According to a report from the International Energy Agency last month, America is likely to become self-sufficient in energy by the end of the decade. But will the nation have enough financial advisors to satisfy the growing demand for advice?
Predictions that the market for advice will continue to grow are as old as predictions that it will get very crowded. In the late 1990s, Dalbar’s Lou Harvey predicted that the nation would have nearly 185,000 registered investment advisors by 2012, while Mark Hurley, currently CEO of Fiduciary Network, argued a handful of giant firms would come to dominate most major metropolitan markets.
In a sense, both men were wrong—but they were onto something. While there are only about 10,000 SEC-registered RIA firms, folks who survey the business in detail believe those firms employ more than 75,000 individuals, most of whom provide advice. And that doesn’t account for all the state-registered RIAs. Virtually, every major metropolitan market today has several RIA firms with more than $1 billion in assets under management; some have many such advisory businesses. This places them in the same territory as a major wirehouse branch based on assets, if not clients.
But despite the proliferation of hundreds of RIA firms with billions in assets situated around the nation, the notion of a market dominator still looks implausible. Simply put, the character of the advice business doesn’t lend itself to the kinds of economies of scale pervasive in retailing and consumer products, where one tends to find giant brands and businesses.

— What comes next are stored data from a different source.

//! # Effect Chain
//!
//! Owns every piece of DSP state and runs the four stages in series:
//!
//! ```text
//! x ──► Decimator ──► Quantizer ──► Tremolo ──► Feedback Delay ──► y
//!       (per-channel   (stateless)   (shared       (per-channel
//!        hold state)                  phase)         delay line)
//! ```
//!
//! The chain is either `Unprepared` or `Prepared`. `prepare()` allocates the
//! delay line for a sample rate and channel count and zeroes all state;
//! `release()` frees it again. `process()` only touches audio in the
//! `Prepared` state, and never allocates.
//!
//! Parameters are read exactly once per call to `process()`. Buffers are
//! walked one sample frame at a time: the tremolo oscillator produces one
//! modulator per frame, which every channel then shares, so stereo channels
//! are modulated identically.

use std::num::NonZeroUsize;

use nih_plug::nih_debug_assert;
use rand::rngs::SmallRng;
use rand::Rng;
use thiserror::Error;

use super::decimator::{self, ChannelHoldState};
use super::delay_line::DelayLine;
use super::feedback_delay::{self, Tail};
use super::quantizer;
use super::tremolo::{self, TremoloPhase};

/// Mono or stereo.
pub const MAX_CHANNELS: usize = 2;

/// Longest echo the feedback delay can produce.
pub const MAX_DELAY_SECONDS: f32 = 0.1;

/// Read access to the four effect amounts, each nominally in `[0, 1]`.
///
/// Implemented by the plugin's parameter struct. The chain never writes
/// through it.
pub trait ParameterSource {
    fn glitch(&self) -> f32;
    fn corruption(&self) -> f32;
    fn malware(&self) -> f32;
    fn neuronic(&self) -> f32;
}

/// The parameter values used for one buffer.
#[derive(Debug, Clone, Copy, Default, PartialEq)]
pub struct ParameterSnapshot {
    pub glitch: f32,
    pub corruption: f32,
    pub malware: f32,
    pub neuronic: f32,
}

impl ParameterSnapshot {
    pub fn capture(source: &(impl ParameterSource + ?Sized)) -> Self {
        Self {
            glitch: source.glitch(),
            corruption: source.corruption(),
            malware: source.malware(),
            neuronic: source.neuronic(),
        }
    }
}

impl ParameterSource for ParameterSnapshot {
    fn glitch(&self) -> f32 {
        self.glitch
    }

    fn corruption(&self) -> f32 {
        self.corruption
    }

    fn malware(&self) -> f32 {
        self.malware
    }

    fn neuronic(&self) -> f32 {
        self.neuronic
    }
}

#[derive(Debug, Clone, Copy, PartialEq, Error)]
pub enum PrepareError {
    #[error("sample rate must be finite and positive, got {0}")]
    InvalidSampleRate(f32),
    #[error("a sample rate of {0} Hz leaves no room for the delay line")]
    ZeroDelayCapacity(f32),
    #[error("unsupported channel count {0}, expected 1 to {max}", max = MAX_CHANNELS)]
    UnsupportedChannelCount(usize),
}

#[derive(Debug, Clone, Copy, PartialEq, Eq, Error)]
pub enum ProcessError {
    #[error("process() called before prepare()")]
    NotPrepared,
    #[error("buffer has {got} channels but the chain was prepared for {prepared}")]
    TooManyChannels { got: usize, prepared: usize },
}

/// State that only exists between `prepare()` and `release()`.
struct PreparedState {
    sample_rate: f32,
    max_block_size: usize,
    delay_line: DelayLine,
    holds: [ChannelHoldState; MAX_CHANNELS],
    tremolo: TremoloPhase,
}

enum Lifecycle {
    Unprepared,
    Prepared(PreparedState),
}

/// The glitch effect chain.
///
/// `R` is the random source shared by the decimator and the tremolo. The
/// plugin uses an OS-seeded [`SmallRng`]; tests pass a fixed seed.
pub struct GlitchChain<R = SmallRng> {
    lifecycle: Lifecycle,
    rng: R,
    /// Parameters read by the most recent `process()` call.
    snapshot: ParameterSnapshot,
}

impl<R: Rng> GlitchChain<R> {
    pub fn new(rng: R) -> Self {
        Self {
            lifecycle: Lifecycle::Unprepared,
            rng,
            snapshot: ParameterSnapshot::default(),
        }
    }

    /// Allocate the delay line and zero all state.
    ///
    /// Can be called again at any time to change the configuration. On error
    /// the chain is left `Unprepared`.
    pub fn prepare(
        &mut self,
        sample_rate: f32,
        max_block_size: usize,
        num_channels: usize,
    ) -> Result<(), PrepareError> {
        self.lifecycle = Lifecycle::Unprepared;

        if !sample_rate.is_finite() || sample_rate <= 0.0 {
            return Err(PrepareError::InvalidSampleRate(sample_rate));
        }
        if num_channels == 0 || num_channels > MAX_CHANNELS {
            return Err(PrepareError::UnsupportedChannelCount(num_channels));
        }
        let capacity = NonZeroUsize::new((MAX_DELAY_SECONDS * sample_rate) as usize)
            .ok_or(PrepareError::ZeroDelayCapacity(sample_rate))?;

        self.lifecycle = Lifecycle::Prepared(PreparedState {
            sample_rate,
            max_block_size,
            delay_line: DelayLine::new(num_channels, capacity),
            holds: [ChannelHoldState::default(); MAX_CHANNELS],
            tremolo: TremoloPhase::default(),
        });

        Ok(())
    }

    /// Free the delay line.
    pub fn release(&mut self) {
        self.lifecycle = Lifecycle::Unprepared;
    }

    /// Silence the delay line and zero hold counters and phase, keeping the
    /// current allocation. Does nothing when unprepared.
    pub fn reset(&mut self) {
        if let Lifecycle::Prepared(state) = &mut self.lifecycle {
            state.delay_line.clear();
            for hold in &mut state.holds {
                hold.reset();
            }
            state.tremolo.reset();
        }
    }

    pub fn is_prepared(&self) -> bool {
        matches!(self.lifecycle, Lifecycle::Prepared(_))
    }

    pub fn sample_rate(&self) -> Option<f32> {
        self.prepared().map(|state| state.sample_rate)
    }

    /// Samples per channel in the delay line; 0 when unprepared.
    pub fn delay_capacity(&self) -> usize {
        self.prepared().map_or(0, |state| state.delay_line.capacity())
    }

    pub fn num_channels(&self) -> usize {
        self.prepared().map_or(0, |state| state.delay_line.num_channels())
    }

    pub fn write_cursor(&self) -> Option<usize> {
        self.prepared().map(|state| state.delay_line.write_cursor())
    }

    pub fn hold_state(&self, channel: usize) -> Option<ChannelHoldState> {
        self.prepared().and_then(|state| state.holds.get(channel).copied())
    }

    pub fn tremolo_phase(&self) -> Option<f32> {
        self.prepared().map(|state| state.tremolo.phase())
    }

    pub fn last_snapshot(&self) -> ParameterSnapshot {
        self.snapshot
    }

    /// Effect tail for the parameters of the last processed buffer.
    pub fn tail(&self) -> Tail {
        feedback_delay::tail(self.snapshot.neuronic, self.delay_capacity())
    }

    fn prepared(&self) -> Option<&PreparedState> {
        match &self.lifecycle {
            Lifecycle::Prepared(state) => Some(state),
            Lifecycle::Unprepared => None,
        }
    }

    /// Process one host buffer in place, one slice per channel.
    ///
    /// Contract violations never touch memory outside the delay line:
    /// - unprepared: the buffer is left as it is;
    /// - more channels than prepared: the extra channels are silenced.
    ///
    /// Both still return an error so the caller can report them.
    pub fn process(
        &mut self,
        buffer: &mut [&mut [f32]],
        params: &(impl ParameterSource + ?Sized),
    ) -> Result<(), ProcessError> {
        self.snapshot = ParameterSnapshot::capture(params);
        let snapshot = self.snapshot;

        let Lifecycle::Prepared(state) = &mut self.lifecycle else {
            return Err(ProcessError::NotPrepared);
        };

        // Channels past the prepared count have no hold state and no delay
        // line to work with. Rather than index out of bounds, silence them.
        let num_buffer_channels = buffer.len();
        let prepared_channels = state.delay_line.num_channels();
        let (active, excess) = buffer.split_at_mut(num_buffer_channels.min(prepared_channels));
        for channel in excess.iter_mut() {
            channel.fill(0.0);
        }

        // nih_plug hands us equally long channels; taking the shortest keeps
        // `samples[offset]` in bounds even if a caller doesn't.
        let num_frames = active.iter().map(|channel| channel.len()).min().unwrap_or(0);
        nih_debug_assert!(num_frames <= state.max_block_size);

        // The delay length depends only on the knob, so it is worked out once
        // for the whole buffer. `None` means the delay stage is bypassed: it
        // neither reads from nor writes to the line.
        let delay = feedback_delay::delay_in_samples(snapshot.neuronic, state.delay_line.capacity());

        for offset in 0..num_frames {
            // One tremolo step per frame, shared by every channel. Drawing it
            // per channel would give left and right different jitter and
            // advance the phase twice as fast in stereo.
            let modulator =
                state.tremolo.next_modulator(snapshot.malware, state.sample_rate, &mut self.rng);

            for (channel_idx, (samples, hold)) in
                active.iter_mut().zip(state.holds.iter_mut()).enumerate()
            {
                let mut sample = samples[offset];

                // Step 1: GLITCH. Either capture this sample or keep repeating
                // the one captured earlier. Each channel holds independently.
                sample = decimator::decimate(sample, snapshot.glitch, hold, &mut self.rng);

                // Step 2: CORRUPTION. Snap the (possibly held) value onto a
                // coarse amplitude grid.
                sample = quantizer::quantize(sample, snapshot.corruption);

                // Step 3: MALWARE. Scale by this frame's modulator, blended
                // with the dry signal by the knob amount.
                if let Some(modulator) = modulator {
                    sample = tremolo::apply(sample, snapshot.malware, modulator);
                }

                // Step 4: NEURONIC. Mix in the echo from `delay` samples ago and
                // write the result (plus feedback) back into the line. The
                // write lands at `write_cursor + offset`; the cursor itself
                // only moves after the whole buffer is done.
                if let Some(delay) = delay {
                    if let Some(mut tap) = state.delay_line.channel_mut(channel_idx) {
                        sample = feedback_delay::process(
                            sample,
                            snapshot.neuronic,
                            delay,
                            &mut tap,
                            offset,
                        );
                    }
                }

                // In-place processing: the output replaces the input.
                samples[offset] = sample;
            }
        }

        // Step 5: ADVANCE the shared write cursor by the buffer length. This
        // happens even when the delay is bypassed, so re-enabling it later
        // reads from where the line "would have been".
        state.delay_line.advance(num_frames);

        if excess.is_empty() {
            Ok(())
        } else {
            Err(ProcessError::TooManyChannels {
                got: num_buffer_channels,
                prepared: prepared_channels,
            })
        }
    }
}

// ─────────────────────────────────────────────────────────────────────
// Tests
// ─────────────────────────────────────────────────────────────────────
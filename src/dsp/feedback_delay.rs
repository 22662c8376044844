//! # Feedback Delay (Neuronic)
//!
//! A short echo, from 1 sample up to the full delay line (100 ms), mixed in
//! at no more than 50% wet:
//!
//! ```text
//! delayed = line[offset - delay]
//! y       = x * (1 - 0.5 * amount) + delayed * (0.5 * amount)
//! line[offset] = y + 0.5 * delayed
//! ```
//!
//! The value written back already contains the wet mix, plus another half of
//! the delayed sample on top. Per trip around the loop a delayed sample is
//! therefore scaled by `0.5 + 0.5 * amount`; at amount 1.0 the echoes never
//! decay.

use super::delay_line::DelayTap;
use super::{is_bypassed, map_linear};

/// Largest share of the delayed signal in the output.
pub const MAX_WET: f32 = 0.5;

/// Share of the delayed sample fed back on top of the output.
pub const FEEDBACK: f32 = 0.5;

/// Delay length in samples, or `None` when the stage is bypassed.
///
/// Also `None` for a zero-capacity line so callers never form an index
/// modulo zero. Active delays are in `[1, capacity]`.
pub fn delay_in_samples(amount: f32, capacity: usize) -> Option<usize> {
    if is_bypassed(amount) || capacity == 0 {
        return None;
    }

    // 1 sample at amount 0, the full line at amount 1. The clamp only bites
    // for amounts outside [0, 1], and guarantees the read index can always
    // be formed without underflow.
    let delay = map_linear(amount, 1.0, capacity as f32) as usize;
    Some(delay.clamp(1, capacity))
}

/// Run one sample through the delay for the sample at `offset` within the
/// current host buffer. `delay` comes from [`delay_in_samples`].
#[inline]
pub fn process(
    input: f32,
    amount: f32,
    delay: usize,
    tap: &mut DelayTap<'_>,
    offset: usize,
) -> f32 {
    // Step 1: READ the sample from `delay` samples ago. This has to happen
    // before the write: at the full-length delay both land on the same slot.
    let delayed = tap.read(offset, delay);

    // Step 2: MIX. The wet share tops out at 50%, so even at full amount
    // the dry signal stays as loud as the echo.
    let wet = MAX_WET * amount;
    let output = input * (1.0 - wet) + delayed * wet;

    // Step 3: WRITE the mixed output back, with another half of the
    // delayed sample on top. That extra term is the feedback: it is what
    // makes the echo repeat instead of sounding once.
    tap.write(offset, output + FEEDBACK * delayed);

    output
}

/// How long the delay keeps ringing after the input goes silent.
#[derive(Debug, Clone, Copy, PartialEq, Eq)]
pub enum Tail {
    /// Bypassed: no tail at all.
    None,
    /// Samples until the echoes have dropped by 60 dB.
    Samples(u32),
    /// The loop gain is 1 or more and the echoes never die out.
    Infinite,
}

/// Tail length for an amount and delay line capacity.
///
/// Each trip around the loop scales the echo by `g = 0.5 + 0.5 * amount`;
/// reaching -60 dB takes `log(0.001) / log(g) = -3 / log10(g)` trips of
/// `delay` samples each.
pub fn tail(amount: f32, capacity: usize) -> Tail {
    let Some(delay) = delay_in_samples(amount, capacity) else {
        return Tail::None;
    };

    let loop_gain = FEEDBACK + MAX_WET * amount;
    if loop_gain >= 0.999 {
        return Tail::Infinite;
    }

    let repeats = -3.0 / loop_gain.log10();
    Tail::Samples((repeats * delay as f32).ceil() as u32)
}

That said, the expanding demand for advice is creating its own supply. While a young cadre of tomorrow’s advisors are coming out of the nation’s universities, others are moving quickly to capture the demand.
According to Nick Georgis, vice president of practice management and business strategy at Schwab Advisor Services, the exodus of wirehouse brokers to the RIA and independent broker-dealer universe is starting to make its imprint on the competitive landscape. Specifically, advisors are far more likely to find a rival who looks just like them right down the street.
Throw in the increasingly inert, recalcitrant client mindset, and the ability to convert new prospects into clients becomes a glacial, time-consuming process. That’s particularly true in the current environment, where Georgis says clients are interviewing more advisors than ever and agonizing over their decisions whether to move their money or simply do nothing.
That’s why Georgis thinks, at least for the moment, that eight or nine firms are reaching $500 million to $1 billion in AUM and seeing their business flatline for every two or three firms that reach that milestone and keep sailing fast and straight.